[Stored data]
_ _ _ _
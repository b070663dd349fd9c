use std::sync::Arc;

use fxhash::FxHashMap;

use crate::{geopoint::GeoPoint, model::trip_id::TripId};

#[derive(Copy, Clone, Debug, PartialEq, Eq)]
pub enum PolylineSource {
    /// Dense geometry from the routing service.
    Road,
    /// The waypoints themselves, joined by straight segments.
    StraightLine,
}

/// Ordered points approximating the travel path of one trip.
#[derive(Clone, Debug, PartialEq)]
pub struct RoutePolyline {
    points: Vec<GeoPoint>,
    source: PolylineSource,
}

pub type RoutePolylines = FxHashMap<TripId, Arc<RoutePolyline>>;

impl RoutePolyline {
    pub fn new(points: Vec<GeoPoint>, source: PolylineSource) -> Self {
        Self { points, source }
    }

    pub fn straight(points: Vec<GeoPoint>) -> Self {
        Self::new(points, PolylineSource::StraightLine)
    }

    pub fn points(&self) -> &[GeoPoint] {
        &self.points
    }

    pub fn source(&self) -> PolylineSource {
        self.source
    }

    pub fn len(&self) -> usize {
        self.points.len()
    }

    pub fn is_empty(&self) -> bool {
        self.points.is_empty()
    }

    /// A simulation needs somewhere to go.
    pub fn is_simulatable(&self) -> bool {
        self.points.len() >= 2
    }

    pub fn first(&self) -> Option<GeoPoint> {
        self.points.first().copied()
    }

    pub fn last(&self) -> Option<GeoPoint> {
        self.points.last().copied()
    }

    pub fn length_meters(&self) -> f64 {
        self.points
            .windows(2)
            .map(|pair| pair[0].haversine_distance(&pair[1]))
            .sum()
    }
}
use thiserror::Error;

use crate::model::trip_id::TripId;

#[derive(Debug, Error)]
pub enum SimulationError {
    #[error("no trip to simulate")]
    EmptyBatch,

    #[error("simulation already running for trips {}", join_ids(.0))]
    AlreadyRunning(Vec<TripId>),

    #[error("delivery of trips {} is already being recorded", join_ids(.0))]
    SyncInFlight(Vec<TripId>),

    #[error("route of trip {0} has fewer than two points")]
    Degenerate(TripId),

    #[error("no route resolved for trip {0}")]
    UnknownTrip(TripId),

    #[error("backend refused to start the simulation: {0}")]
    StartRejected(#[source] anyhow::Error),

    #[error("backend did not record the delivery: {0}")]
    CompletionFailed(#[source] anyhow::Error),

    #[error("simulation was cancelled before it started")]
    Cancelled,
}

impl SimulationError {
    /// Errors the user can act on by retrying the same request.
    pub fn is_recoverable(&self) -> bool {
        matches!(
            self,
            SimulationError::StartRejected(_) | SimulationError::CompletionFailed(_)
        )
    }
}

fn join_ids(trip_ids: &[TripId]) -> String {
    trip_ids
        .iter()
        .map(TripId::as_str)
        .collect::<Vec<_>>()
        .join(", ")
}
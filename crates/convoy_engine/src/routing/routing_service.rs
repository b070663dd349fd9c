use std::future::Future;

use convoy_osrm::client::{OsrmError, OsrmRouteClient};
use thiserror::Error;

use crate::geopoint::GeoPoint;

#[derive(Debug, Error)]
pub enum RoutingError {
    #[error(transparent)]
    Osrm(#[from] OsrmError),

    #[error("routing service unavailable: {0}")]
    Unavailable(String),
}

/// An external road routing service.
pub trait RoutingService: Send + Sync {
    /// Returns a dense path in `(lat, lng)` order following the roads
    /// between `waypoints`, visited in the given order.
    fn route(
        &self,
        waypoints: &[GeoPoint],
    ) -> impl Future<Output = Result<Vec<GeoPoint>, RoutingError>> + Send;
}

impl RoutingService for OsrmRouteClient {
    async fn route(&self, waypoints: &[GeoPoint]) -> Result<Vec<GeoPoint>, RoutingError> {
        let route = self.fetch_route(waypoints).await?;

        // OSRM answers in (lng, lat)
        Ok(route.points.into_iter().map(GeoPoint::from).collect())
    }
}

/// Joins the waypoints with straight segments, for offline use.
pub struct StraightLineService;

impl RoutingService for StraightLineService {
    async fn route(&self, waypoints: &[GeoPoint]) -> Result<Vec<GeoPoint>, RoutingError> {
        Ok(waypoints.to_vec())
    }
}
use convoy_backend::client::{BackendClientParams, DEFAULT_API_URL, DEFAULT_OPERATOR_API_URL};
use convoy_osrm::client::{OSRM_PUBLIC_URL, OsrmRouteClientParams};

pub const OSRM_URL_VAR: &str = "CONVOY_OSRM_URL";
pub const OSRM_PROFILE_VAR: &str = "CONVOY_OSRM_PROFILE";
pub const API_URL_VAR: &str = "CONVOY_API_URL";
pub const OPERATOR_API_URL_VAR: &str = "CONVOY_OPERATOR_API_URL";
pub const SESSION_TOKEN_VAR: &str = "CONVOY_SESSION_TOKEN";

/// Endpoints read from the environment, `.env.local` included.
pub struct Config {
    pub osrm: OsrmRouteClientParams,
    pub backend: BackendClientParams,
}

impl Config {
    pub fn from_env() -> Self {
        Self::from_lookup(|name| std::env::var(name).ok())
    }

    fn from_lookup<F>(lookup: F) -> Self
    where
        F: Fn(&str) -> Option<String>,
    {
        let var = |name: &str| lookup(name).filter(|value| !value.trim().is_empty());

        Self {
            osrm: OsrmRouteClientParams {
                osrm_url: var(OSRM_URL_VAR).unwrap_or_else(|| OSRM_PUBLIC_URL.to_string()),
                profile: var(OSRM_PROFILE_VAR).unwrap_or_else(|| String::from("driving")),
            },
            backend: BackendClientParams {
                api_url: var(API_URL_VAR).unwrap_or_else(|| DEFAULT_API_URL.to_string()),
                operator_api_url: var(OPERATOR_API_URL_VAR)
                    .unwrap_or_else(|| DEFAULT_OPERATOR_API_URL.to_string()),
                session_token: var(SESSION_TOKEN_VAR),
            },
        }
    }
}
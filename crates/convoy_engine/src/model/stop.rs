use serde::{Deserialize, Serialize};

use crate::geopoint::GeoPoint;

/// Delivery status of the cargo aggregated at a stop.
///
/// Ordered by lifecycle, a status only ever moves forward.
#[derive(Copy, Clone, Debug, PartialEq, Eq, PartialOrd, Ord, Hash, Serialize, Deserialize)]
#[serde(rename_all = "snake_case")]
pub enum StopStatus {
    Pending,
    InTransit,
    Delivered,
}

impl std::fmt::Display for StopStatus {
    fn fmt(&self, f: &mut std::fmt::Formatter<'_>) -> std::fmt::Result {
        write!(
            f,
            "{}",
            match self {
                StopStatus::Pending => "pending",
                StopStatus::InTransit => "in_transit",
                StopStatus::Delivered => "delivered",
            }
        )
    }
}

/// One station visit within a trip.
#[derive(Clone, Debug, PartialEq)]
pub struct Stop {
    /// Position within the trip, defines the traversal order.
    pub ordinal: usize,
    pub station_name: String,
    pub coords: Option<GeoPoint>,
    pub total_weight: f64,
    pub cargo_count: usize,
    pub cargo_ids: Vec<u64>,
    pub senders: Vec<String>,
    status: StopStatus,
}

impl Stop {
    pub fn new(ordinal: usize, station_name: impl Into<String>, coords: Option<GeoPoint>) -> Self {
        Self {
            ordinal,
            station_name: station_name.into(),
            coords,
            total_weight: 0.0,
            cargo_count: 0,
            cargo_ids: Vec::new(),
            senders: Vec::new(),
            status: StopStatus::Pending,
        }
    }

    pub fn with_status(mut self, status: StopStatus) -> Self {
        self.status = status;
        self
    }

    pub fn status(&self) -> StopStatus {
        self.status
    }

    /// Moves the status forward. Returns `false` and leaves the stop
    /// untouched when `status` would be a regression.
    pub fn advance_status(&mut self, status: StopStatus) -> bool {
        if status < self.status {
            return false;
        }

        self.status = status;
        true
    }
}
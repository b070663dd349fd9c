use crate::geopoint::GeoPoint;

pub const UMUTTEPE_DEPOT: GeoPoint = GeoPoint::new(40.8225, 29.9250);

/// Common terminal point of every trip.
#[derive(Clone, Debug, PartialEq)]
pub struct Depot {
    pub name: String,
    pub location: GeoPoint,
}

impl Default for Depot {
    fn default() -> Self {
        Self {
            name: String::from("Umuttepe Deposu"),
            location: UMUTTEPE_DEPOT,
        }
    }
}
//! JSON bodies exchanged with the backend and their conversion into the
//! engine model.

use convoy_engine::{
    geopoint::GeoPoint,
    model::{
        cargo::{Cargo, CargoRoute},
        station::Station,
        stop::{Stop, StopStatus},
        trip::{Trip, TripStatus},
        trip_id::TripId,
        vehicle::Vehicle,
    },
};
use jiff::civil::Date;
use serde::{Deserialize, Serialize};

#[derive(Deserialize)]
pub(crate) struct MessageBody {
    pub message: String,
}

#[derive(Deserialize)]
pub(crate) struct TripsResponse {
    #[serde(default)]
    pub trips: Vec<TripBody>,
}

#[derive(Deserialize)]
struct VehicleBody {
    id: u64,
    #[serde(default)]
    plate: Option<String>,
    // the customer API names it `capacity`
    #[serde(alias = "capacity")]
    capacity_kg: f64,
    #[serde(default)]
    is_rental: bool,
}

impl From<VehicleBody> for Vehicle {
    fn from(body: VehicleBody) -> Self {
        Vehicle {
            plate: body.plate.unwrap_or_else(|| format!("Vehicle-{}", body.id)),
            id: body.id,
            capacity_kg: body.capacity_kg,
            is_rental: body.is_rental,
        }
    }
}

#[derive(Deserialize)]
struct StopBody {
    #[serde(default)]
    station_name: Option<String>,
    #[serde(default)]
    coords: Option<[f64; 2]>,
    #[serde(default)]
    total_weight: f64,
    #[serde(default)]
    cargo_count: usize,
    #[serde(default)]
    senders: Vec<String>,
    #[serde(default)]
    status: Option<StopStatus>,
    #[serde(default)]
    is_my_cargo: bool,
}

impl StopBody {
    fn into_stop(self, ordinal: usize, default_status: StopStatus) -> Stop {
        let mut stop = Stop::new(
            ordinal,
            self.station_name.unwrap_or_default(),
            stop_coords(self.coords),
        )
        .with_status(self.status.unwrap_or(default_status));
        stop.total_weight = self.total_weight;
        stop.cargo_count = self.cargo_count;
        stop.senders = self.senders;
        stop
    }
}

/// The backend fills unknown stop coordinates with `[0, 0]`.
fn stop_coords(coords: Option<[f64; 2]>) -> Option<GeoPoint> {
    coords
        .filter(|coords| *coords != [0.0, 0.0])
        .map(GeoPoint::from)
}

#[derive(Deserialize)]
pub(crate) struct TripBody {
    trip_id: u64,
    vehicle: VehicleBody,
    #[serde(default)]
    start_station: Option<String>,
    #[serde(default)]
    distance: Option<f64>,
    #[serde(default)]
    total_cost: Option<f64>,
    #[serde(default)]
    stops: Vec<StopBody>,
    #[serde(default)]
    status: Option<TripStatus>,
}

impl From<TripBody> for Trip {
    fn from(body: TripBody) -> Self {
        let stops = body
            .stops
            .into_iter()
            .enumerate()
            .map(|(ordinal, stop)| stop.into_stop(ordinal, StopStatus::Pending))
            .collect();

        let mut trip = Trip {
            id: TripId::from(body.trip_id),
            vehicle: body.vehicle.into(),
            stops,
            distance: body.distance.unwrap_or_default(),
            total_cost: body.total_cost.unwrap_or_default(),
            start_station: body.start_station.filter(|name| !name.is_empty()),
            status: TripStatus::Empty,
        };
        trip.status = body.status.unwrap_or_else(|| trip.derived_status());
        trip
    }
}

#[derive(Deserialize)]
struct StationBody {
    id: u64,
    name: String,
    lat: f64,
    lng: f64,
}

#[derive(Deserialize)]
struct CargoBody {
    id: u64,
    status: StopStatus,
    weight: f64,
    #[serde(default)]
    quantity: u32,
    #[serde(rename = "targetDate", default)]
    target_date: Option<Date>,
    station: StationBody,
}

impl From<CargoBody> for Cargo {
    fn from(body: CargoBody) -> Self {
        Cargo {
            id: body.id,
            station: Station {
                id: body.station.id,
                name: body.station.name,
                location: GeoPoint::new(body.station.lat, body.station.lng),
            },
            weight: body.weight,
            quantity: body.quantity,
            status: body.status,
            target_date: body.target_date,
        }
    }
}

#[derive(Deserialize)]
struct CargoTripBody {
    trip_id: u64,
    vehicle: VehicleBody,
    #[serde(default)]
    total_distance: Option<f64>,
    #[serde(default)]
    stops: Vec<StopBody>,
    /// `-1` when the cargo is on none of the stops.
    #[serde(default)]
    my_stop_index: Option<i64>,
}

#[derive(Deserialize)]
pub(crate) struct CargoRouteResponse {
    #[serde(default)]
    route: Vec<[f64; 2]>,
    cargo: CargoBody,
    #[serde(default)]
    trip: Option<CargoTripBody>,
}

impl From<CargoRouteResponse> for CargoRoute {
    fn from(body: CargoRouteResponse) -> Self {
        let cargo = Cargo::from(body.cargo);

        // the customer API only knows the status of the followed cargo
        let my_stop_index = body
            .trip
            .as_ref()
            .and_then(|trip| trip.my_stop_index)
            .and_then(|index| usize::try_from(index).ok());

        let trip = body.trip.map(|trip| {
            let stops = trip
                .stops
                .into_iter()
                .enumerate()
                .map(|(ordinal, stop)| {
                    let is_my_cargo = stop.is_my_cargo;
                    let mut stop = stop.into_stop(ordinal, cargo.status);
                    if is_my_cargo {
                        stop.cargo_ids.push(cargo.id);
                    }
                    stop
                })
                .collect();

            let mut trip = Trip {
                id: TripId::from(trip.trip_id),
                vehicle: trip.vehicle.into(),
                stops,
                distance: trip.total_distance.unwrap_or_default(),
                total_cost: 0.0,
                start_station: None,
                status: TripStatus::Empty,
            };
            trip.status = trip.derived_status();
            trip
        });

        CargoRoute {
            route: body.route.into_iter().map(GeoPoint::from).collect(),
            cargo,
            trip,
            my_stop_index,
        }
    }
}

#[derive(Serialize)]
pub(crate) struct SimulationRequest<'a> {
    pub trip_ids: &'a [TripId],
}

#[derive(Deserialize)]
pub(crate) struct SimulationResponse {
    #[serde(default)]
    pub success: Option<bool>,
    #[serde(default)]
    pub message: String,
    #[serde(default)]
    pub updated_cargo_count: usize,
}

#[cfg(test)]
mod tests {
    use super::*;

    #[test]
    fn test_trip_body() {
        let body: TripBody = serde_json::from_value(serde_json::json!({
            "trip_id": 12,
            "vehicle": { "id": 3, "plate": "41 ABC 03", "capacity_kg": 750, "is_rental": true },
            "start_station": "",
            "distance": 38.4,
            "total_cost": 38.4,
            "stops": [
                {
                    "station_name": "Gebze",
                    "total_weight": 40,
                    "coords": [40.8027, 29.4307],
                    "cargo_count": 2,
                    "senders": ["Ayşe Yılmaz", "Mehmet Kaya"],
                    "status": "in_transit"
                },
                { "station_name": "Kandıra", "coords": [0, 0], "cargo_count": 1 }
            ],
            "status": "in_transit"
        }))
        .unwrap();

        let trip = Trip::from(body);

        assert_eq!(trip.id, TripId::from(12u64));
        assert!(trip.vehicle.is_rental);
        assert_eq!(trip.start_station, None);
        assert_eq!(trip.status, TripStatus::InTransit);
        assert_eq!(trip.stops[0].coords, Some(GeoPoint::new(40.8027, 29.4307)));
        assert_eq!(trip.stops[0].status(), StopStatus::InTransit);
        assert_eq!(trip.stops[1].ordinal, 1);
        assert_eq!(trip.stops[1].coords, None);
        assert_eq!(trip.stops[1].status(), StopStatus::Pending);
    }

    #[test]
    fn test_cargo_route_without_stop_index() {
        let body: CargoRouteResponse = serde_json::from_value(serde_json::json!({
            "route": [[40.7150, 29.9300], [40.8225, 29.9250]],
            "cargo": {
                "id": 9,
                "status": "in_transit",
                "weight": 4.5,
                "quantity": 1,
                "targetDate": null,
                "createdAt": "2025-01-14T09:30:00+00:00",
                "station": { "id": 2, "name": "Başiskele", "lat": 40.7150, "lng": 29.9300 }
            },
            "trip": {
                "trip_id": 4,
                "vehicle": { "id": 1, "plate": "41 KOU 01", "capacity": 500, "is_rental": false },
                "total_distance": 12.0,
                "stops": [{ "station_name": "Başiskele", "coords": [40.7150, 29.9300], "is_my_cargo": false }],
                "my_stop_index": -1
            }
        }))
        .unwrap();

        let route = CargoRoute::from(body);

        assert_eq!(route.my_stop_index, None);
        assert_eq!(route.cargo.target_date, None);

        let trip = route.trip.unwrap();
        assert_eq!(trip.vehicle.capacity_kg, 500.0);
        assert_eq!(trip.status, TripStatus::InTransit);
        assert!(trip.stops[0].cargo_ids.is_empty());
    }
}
_ _ _ _
• [WHAT TO PRODUCE] Scan the records above for the string "filename", and copy every line where it turns up.

• [SOLUTION TO THIS PROBLEM]
filename crates/convoy_engine/src/routing/routing_service.rs
filename crates/convoy_engine/src/model/stop.rs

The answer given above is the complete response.